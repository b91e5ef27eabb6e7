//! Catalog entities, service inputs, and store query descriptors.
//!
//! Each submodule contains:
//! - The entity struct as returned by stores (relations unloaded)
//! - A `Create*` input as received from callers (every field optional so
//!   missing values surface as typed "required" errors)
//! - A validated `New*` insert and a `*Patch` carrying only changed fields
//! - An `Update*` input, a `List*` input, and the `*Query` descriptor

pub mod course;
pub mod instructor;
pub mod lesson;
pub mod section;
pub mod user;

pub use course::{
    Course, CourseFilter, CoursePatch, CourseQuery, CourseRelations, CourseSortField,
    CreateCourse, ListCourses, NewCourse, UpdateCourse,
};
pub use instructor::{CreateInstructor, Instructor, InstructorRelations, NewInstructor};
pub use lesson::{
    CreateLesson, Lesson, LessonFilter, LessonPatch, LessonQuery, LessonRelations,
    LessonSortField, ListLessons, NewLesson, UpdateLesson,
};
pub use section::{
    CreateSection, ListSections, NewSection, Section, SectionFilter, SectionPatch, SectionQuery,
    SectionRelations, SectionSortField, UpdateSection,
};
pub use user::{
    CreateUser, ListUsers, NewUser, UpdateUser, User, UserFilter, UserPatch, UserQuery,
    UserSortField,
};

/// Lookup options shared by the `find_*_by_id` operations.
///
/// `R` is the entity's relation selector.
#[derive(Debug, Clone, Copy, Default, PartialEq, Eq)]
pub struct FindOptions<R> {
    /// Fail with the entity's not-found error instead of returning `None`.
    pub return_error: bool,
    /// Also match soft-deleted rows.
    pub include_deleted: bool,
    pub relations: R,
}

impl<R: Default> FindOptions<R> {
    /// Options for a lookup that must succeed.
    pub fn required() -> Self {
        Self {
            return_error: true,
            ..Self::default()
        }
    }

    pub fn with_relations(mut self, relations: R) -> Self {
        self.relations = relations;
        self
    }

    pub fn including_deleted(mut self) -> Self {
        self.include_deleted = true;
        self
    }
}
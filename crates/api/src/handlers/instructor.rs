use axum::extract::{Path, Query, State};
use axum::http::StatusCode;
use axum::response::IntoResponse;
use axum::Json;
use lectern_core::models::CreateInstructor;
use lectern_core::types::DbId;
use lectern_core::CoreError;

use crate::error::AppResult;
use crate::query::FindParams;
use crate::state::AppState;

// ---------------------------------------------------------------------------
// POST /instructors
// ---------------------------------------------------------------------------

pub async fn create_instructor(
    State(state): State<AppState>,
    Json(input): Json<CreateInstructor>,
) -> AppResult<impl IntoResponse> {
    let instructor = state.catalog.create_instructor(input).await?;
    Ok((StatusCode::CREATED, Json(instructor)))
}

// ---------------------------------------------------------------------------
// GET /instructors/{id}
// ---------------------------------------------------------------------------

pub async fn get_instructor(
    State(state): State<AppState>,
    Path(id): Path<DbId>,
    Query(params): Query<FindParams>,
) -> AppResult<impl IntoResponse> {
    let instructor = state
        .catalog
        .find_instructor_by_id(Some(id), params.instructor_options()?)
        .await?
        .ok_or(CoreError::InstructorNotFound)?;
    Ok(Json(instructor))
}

━━━━━━

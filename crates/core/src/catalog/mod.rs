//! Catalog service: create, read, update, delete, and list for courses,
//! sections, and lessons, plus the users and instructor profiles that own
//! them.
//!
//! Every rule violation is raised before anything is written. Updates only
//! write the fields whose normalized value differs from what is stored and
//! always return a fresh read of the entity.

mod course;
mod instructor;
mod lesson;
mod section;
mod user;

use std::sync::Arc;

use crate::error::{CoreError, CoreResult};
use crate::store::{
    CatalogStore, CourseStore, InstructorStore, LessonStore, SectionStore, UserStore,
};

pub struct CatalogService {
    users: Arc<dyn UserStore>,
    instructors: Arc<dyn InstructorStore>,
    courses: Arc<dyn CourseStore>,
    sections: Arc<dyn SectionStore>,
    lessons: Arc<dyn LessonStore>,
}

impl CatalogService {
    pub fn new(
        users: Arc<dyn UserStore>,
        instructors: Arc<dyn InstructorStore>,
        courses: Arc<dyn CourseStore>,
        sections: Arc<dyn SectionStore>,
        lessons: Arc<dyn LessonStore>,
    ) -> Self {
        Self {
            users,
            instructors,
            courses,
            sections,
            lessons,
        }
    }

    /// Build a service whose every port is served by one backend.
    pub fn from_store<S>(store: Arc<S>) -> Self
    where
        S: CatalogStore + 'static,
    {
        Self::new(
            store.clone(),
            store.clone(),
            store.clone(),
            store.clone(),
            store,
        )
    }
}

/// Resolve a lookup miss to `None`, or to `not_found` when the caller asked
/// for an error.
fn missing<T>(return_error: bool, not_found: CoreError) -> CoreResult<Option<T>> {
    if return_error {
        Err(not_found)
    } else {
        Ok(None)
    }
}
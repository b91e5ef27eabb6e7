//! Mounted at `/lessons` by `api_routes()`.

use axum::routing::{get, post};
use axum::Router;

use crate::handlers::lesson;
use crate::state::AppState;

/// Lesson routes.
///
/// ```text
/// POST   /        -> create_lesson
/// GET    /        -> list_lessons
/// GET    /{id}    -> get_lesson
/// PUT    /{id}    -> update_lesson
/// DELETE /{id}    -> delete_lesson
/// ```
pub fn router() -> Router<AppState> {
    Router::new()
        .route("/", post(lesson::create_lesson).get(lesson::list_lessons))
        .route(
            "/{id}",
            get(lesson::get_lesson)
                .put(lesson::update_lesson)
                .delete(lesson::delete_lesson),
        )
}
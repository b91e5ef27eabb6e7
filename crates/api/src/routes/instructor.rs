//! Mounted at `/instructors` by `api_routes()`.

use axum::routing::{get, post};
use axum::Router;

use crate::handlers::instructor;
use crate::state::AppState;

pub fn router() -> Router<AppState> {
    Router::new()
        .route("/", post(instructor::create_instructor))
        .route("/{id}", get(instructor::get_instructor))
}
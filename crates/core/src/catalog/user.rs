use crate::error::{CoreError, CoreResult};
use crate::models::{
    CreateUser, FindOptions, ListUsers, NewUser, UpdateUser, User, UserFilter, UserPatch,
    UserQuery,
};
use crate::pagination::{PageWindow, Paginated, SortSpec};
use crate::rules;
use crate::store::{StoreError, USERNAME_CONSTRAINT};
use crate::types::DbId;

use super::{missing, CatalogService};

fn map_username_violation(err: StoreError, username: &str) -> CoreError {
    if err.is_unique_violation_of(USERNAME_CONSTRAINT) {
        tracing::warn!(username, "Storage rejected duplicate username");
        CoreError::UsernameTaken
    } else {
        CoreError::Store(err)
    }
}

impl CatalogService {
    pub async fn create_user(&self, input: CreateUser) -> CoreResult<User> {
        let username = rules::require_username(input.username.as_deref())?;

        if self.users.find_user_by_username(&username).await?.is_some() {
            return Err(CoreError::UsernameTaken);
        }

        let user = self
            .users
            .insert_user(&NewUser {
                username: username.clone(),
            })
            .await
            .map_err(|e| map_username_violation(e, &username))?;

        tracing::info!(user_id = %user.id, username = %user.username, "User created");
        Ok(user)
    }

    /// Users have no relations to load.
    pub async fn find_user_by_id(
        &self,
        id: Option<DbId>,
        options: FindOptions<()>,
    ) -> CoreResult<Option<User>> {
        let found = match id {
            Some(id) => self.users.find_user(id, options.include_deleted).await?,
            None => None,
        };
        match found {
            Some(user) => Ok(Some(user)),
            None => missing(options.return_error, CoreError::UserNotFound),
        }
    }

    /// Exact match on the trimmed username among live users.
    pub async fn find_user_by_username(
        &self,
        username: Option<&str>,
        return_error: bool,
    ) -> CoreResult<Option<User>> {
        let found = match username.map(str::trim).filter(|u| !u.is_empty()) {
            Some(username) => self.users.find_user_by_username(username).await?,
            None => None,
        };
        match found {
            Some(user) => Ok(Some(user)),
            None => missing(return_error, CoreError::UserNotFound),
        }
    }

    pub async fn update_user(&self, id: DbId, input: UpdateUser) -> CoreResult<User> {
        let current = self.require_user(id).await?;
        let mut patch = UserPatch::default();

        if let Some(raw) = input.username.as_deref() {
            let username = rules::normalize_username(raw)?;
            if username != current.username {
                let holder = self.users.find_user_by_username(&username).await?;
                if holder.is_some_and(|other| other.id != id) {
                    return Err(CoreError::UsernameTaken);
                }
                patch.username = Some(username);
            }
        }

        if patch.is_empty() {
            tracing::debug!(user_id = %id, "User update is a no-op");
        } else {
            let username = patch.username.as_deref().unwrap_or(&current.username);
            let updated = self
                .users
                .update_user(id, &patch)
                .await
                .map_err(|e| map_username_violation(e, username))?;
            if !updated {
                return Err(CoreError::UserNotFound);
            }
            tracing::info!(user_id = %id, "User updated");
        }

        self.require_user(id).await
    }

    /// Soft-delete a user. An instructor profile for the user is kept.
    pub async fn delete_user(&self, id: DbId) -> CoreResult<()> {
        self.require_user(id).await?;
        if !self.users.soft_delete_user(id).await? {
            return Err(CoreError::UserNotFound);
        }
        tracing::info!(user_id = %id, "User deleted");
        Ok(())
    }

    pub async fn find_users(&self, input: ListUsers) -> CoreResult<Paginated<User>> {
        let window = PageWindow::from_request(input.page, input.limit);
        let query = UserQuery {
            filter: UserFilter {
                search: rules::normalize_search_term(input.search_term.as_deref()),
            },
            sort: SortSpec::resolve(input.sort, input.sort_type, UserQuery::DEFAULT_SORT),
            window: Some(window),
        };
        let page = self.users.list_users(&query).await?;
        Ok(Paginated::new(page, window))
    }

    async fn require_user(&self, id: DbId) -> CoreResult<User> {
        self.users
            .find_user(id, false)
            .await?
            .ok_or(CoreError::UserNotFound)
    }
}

━━━━━━

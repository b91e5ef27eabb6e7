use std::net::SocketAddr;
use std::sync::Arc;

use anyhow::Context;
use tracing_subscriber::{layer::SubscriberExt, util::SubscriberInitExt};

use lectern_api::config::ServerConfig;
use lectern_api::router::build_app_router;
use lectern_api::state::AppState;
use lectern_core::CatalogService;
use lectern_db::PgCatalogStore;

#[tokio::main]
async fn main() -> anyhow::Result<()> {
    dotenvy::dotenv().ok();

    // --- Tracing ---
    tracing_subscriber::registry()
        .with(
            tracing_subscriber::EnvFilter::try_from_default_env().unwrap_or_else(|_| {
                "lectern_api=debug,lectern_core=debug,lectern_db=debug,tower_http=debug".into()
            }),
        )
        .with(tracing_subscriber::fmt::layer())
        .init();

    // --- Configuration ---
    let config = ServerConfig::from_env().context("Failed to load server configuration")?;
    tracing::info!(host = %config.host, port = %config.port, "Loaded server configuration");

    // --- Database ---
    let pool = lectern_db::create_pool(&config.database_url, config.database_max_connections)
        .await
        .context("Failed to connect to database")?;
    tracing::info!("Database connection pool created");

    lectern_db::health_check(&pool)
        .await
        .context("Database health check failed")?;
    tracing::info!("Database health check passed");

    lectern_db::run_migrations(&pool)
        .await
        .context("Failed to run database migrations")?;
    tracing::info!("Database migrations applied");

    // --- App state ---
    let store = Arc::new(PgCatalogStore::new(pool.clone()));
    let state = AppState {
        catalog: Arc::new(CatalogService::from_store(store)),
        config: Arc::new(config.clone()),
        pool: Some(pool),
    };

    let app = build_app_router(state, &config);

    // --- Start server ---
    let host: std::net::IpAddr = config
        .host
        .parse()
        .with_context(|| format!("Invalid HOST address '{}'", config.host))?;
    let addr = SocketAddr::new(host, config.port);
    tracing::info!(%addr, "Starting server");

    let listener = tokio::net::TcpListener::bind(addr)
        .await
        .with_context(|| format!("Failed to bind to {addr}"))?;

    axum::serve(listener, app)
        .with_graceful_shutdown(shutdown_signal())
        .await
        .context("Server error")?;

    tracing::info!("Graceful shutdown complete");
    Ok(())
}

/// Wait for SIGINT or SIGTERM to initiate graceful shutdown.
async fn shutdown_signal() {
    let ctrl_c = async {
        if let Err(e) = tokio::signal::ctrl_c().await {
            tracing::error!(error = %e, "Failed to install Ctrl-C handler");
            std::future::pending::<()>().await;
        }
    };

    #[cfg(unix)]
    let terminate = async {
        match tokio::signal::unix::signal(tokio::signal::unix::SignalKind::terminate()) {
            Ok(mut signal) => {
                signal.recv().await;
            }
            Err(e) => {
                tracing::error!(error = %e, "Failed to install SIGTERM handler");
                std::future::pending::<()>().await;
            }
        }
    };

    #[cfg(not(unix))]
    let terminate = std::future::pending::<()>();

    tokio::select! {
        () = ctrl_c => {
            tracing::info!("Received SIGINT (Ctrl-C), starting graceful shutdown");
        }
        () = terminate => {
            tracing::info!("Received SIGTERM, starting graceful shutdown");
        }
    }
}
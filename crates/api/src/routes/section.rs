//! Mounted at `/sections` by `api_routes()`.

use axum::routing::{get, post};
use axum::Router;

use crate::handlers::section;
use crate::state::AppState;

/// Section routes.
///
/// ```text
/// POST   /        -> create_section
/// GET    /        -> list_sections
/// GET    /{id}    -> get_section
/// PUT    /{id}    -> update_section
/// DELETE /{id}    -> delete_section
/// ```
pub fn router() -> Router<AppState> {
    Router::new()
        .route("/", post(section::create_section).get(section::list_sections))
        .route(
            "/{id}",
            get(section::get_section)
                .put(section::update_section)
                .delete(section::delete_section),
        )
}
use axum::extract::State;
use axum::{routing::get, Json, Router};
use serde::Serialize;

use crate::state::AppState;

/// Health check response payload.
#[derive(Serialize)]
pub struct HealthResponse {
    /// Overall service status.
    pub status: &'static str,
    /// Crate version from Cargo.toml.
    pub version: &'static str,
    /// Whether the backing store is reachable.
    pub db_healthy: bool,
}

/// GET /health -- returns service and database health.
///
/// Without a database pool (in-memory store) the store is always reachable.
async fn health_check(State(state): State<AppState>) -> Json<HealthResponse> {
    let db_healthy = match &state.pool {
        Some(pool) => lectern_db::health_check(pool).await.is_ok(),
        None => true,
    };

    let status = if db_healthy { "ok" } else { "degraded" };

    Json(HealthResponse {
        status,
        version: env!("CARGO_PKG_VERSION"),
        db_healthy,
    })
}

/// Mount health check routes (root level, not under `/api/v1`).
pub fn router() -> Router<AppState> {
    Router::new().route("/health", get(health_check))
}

━━━━━━

Assigned task | Output the lines above exactly, but only those between the line holding "let listener = tokio::net::TcpListener::bind(addr)" and the line holding "() = ctrl_c", inclusive.

Task result |
    let listener = tokio::net::TcpListener::bind(addr)
        .await
        .with_context(|| format!("Failed to bind to {addr}"))?;

    axum::serve(listener, app)
        .with_graceful_shutdown(shutdown_signal())
        .await
        .context("Server error")?;

    tracing::info!("Graceful shutdown complete");
    Ok(())
}

/// Wait for SIGINT or SIGTERM to initiate graceful shutdown.
async fn shutdown_signal() {
    let ctrl_c = async {
        if let Err(e) = tokio::signal::ctrl_c().await {
            tracing::error!(error = %e, "Failed to install Ctrl-C handler");
            std::future::pending::<()>().await;
        }
    };

    #[cfg(unix)]
    let terminate = async {
        match tokio::signal::unix::signal(tokio::signal::unix::SignalKind::terminate()) {
            Ok(mut signal) => {
                signal.recv().await;
            }
            Err(e) => {
                tracing::error!(error = %e, "Failed to install SIGTERM handler");
                std::future::pending::<()>().await;
            }
        }
    };

    #[cfg(not(unix))]
    let terminate = std::future::pending::<()>();

    tokio::select! {
        () = ctrl_c => {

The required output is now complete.